Parsa Saei
Parsa Saei

Reputation: 1443

Reduce Latency For HLS Streaming FFMPEG

I used hls streaming via ffmpeg.
In start of streaming delay exists for few seconds.
when I want to have straming from a 4k video in stream during very delays exist.
What I can to do?

Upvotes: 4

Views: 21699

Answers (4)

Pierz
Pierz

Reputation: 8168

There's various options to control latency in ffmpeg (see this question for some examples) for HLS and other streaming formats. The 'community' Low Latency (LHLS) was supported in one of the main HLS players (hls.js) but is has now been deprecated it in favour of Apple's Low Latency HLS.

Upvotes: 3

user18726875
user18726875

Reputation:

LHLS isn't that "awesome" in my opinion. See, normally HLS is encoded in 6 seconds long segments, with LHLS it's recommended to set this down to 2 seconds. Now, this is the part where it gets tricky. If you have a bunch of users and a couple of web servers to deliver the segments, what do you think how it will look like if your segments are only 2 sec. long? It will look like your servers are under a DDOS attack as you have to deliver more than 2x the segments as the slicing is down to 2 sec. I personally use 9 second long segments and have my player setup to buffer at least 2-3 minutes of the video. So there is enough time to get the 9 seconds long segments in the background (VideoJS here).

Besides, with 9 seconds long segments, you generating less http requests by the client. If you are running on CloudFlare as your CDN provider for example, maybe with a Cloudflare Load balancer enabled, you also have to pay less as you generate fewer requests, cheers.

Upvotes: 1

Brad
Brad

Reputation: 163612

4k video

...

In start of streaming delay exists for few seconds

Yes, of course it does. It takes time to buffer enough data for playback of the very high bitrates. Not only that but your HLS player is typically going to need a few segments before decoding even starts. As @iangetz says, you can reduce the segment length but now you're going to have even more overhead due to all the extra HTTP requests.

Reduce Latency For HLS Streaming

Don't use HLS. HLS, nor any other segmented streaming protocol (like DASH) is optimized for low latency. It's optimized for re-use of HTTP CDNs, for playback that can survive a network change (such as when you go from WiFi to LTE), and for client-selectable (often dynamically) quality.

The very nature of a segmented protocol requires relatively large buffers to be chunked out and then uploaded to the server/CDN individually. This is really useful, but not a good tradeoff if you require low latency.

If latency matters to you, you need an entirely different technology.

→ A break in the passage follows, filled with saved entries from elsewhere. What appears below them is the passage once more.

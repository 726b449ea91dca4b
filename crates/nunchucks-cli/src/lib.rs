//! # nunchucks-cli
//!
//! The `nunchucks` command-line tool: a small command framework and the
//! built-in `render`, `compile` and `precompile` commands.
//!
//! ## Quick Start
//!
//! ```rust
//! use nunchucks_cli::command::CommandRegistry;
//! use nunchucks_cli::commands::register_builtin_commands;
//!
//! let mut registry = CommandRegistry::new();
//! register_builtin_commands(&mut registry);
//!
//! let names = registry.list_commands();
//! assert!(names.contains(&"render"));
//! assert!(names.contains(&"precompile"));
//! ```

// These clippy lints are intentionally allowed:
// - result_large_err: NunchucksError is the crate-wide error type
// - doc_markdown: backtick requirements for documentation items are too strict
#![allow(clippy::result_large_err)]
#![allow(clippy::doc_markdown)]

pub mod command;
pub mod commands;

pub use command::{load_settings, CliCommand, CommandRegistry};
pub use commands::register_builtin_commands;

Take a look at WebRTC. With this technology, the video streams in real time, codecs are optimized for latency over quality, and reliability is reduced in favor of latency. It also requires a significant investment in distribution infrastructure.

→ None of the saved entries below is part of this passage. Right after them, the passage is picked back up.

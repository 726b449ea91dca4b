//! Command framework for the `nunchucks` binary.
//!
//! Each subcommand implements [`CliCommand`]; a [`CommandRegistry`] collects
//! them, builds the clap parser and dispatches to the chosen one.
//!
//! ## Defining a Custom Command
//!
//! ```rust
//! use std::io::Write;
//! use nunchucks_cli::command::{CliCommand, CommandRegistry};
//! use nunchucks_core::{NunchucksResult, Settings};
//!
//! struct HelloCommand;
//!
//! impl CliCommand for HelloCommand {
//!     fn name(&self) -> &str { "hello" }
//!     fn help(&self) -> &str { "Say hello" }
//!
//!     fn handle(
//!         &self,
//!         _matches: &clap::ArgMatches,
//!         _settings: &Settings,
//!         out: &mut dyn Write,
//!     ) -> NunchucksResult<()> {
//!         write!(out, "hello")?;
//!         Ok(())
//!     }
//! }
//!
//! let mut registry = CommandRegistry::new();
//! registry.register(Box::new(HelloCommand));
//! assert_eq!(registry.list_commands(), vec!["hello"]);
//! ```

use std::collections::HashMap;
use std::io::Write;
use std::path::PathBuf;

use nunchucks_core::error::{NunchucksError, NunchucksResult};
use nunchucks_core::settings::Settings;
use nunchucks_core::settings_loader;

/// A subcommand of the `nunchucks` binary.
pub trait CliCommand: Send + Sync {
    /// The name the command is invoked by.
    fn name(&self) -> &str;

    /// One-line help text.
    fn help(&self) -> &str;

    /// Adds the command's arguments. The default adds none.
    fn add_arguments(&self, cmd: clap::Command) -> clap::Command {
        cmd
    }

    /// Runs the command, writing its primary output to `out`.
    fn handle(&self, matches: &clap::ArgMatches, settings: &Settings, out: &mut dyn Write) -> NunchucksResult<()>;
}

/// The registered subcommands, by name.
pub struct CommandRegistry {
    commands: HashMap<String, Box<dyn CliCommand>>,
}

impl Default for CommandRegistry {
    fn default() -> Self {
        Self::new()
    }
}

impl CommandRegistry {
    pub fn new() -> Self {
        Self {
            commands: HashMap::new(),
        }
    }

    /// Registers a command, replacing any with the same name.
    pub fn register(&mut self, command: Box<dyn CliCommand>) {
        let name = command.name().to_string();
        self.commands.insert(name, command);
    }

    pub fn get(&self, name: &str) -> Option<&dyn CliCommand> {
        self.commands.get(name).map(AsRef::as_ref)
    }

    /// Sorted command names.
    pub fn list_commands(&self) -> Vec<&str> {
        let mut names: Vec<&str> = self.commands.keys().map(String::as_str).collect();
        names.sort_unstable();
        names
    }

    pub fn len(&self) -> usize {
        self.commands.len()
    }

    pub fn is_empty(&self) -> bool {
        self.commands.is_empty()
    }

    /// Builds the top-level parser with one subcommand per registered
    /// command plus the global `--config` and `--log-level` options.
    pub fn build_cli(&self) -> clap::Command {
        let mut app = clap::Command::new("nunchucks")
            .about("Render Nunjucks/Jinja-style templates")
            .subcommand_required(true)
            .arg(
                clap::Arg::new("config")
                    .long("config")
                    .global(true)
                    .value_name("FILE")
                    .help("Settings file (TOML, or JSON by .json extension)"),
            )
            .arg(
                clap::Arg::new("log-level")
                    .long("log-level")
                    .global(true)
                    .value_name("FILTER")
                    .help("Tracing filter directive, e.g. debug"),
            );

        let mut entries: Vec<_> = self.commands.iter().collect();
        entries.sort_by_key(|(name, _)| (*name).clone());

        for (name, cmd) in entries {
            // clap wants &'static str names; commands are registered once
            let static_name: &'static str = Box::leak(name.clone().into_boxed_str());
            let subcmd = clap::Command::new(static_name).about(cmd.help().to_string());
            app = app.subcommand(cmd.add_arguments(subcmd));
        }

        app
    }

    /// Dispatches to the subcommand named in `matches`.
    ///
    /// # Errors
    ///
    /// Returns `ConfigurationError` if no known subcommand was given, or
    /// the command's own error.
    pub fn execute(&self, matches: &clap::ArgMatches, settings: &Settings, out: &mut dyn Write) -> NunchucksResult<()> {
        let (name, sub_matches) = matches
            .subcommand()
            .ok_or_else(|| NunchucksError::ConfigurationError("no subcommand specified".to_string()))?;

        let cmd = self
            .get(name)
            .ok_or_else(|| NunchucksError::ConfigurationError(format!("unknown command: {name}")))?;

        tracing::debug!(command = name, "executing");
        cmd.handle(sub_matches, settings, out)
    }
}

/// Resolves settings for a parsed command line: the `--config` file if
/// given (else defaults), then `NUNCHUCKS_*` variables, then `--log-level`.
///
/// # Errors
///
/// Returns an error if the config file cannot be read or parsed.
pub fn load_settings(matches: &clap::ArgMatches) -> NunchucksResult<Settings> {
    let mut settings = match matches.get_one::<String>("config") {
        Some(path) => settings_loader::from_file_with_env(path)?,
        None => settings_loader::from_env(),
    };
    if let Some(level) = matches.get_one::<String>("log-level") {
        settings.log_level.clone_from(level);
    }
    Ok(settings)
}

/// The `--views` argument shared by the template commands.
pub(crate) fn views_arg() -> clap::Arg {
    clap::Arg::new("views")
        .long("views")
        .value_name("DIR")
        .help("Templates directory (default: base_path from settings)")
}

/// The `--data` argument shared by the rendering commands.
pub(crate) fn data_arg() -> clap::Arg {
    clap::Arg::new("data")
        .long("data")
        .value_name("JSON")
        .default_value("{}")
        .help("JSON object used as the render context")
}

/// Settings with `--views`, when given, as the template root.
pub(crate) fn with_views(matches: &clap::ArgMatches, settings: &Settings) -> Settings {
    let mut settings = settings.clone();
    if let Some(views) = matches.get_one::<String>("views") {
        settings.base_path = PathBuf::from(views);
    }
    settings
}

I can't imagine a situation where someone who cares about 4k video thinking that a reduction in quality is going to be worth the tradeoff for low latency. You cannot have everything you want... you must choose what is actually important to you and optimize from there. If you want low latency, you're going to have to reduce your quality and spend a lot of money and time on infrastructure to support the effort. If you want high quality and reliable streams, you can keep good encoding parameters while using DASH (or HLS) for distrubtion on existing HTTP-based CDNs.

Upvotes: 12

iangetz
iangetz

Reputation: 512

That is likely the player filling its buffer with enough content before it starts playing.

You could reduce the video segment size with 'hls_time' so each segment downloads faster but this incurs more HTTP requests to your server. Additionally, you can reduce the first segment with 'hls_init_time' and leave other segments as-is.

http://ffmpeg.org/ffmpeg-all.html#hls-1

hls_init_time seconds Set the initial target segment length in seconds. Default value is 0. Segment will be cut on the next key frame after this time has passed on the first m3u8 list. After the initial playlist is filled ffmpeg will cut segments at duration equal to hls_time

hls_time seconds Set the target segment length in seconds. Default value is 2. Segment will be cut on the next key frame after this time has passed.

Another option is to reduce the amount of buffer your player requires before it starts playback. I'm not sure what player you're using but most have this option.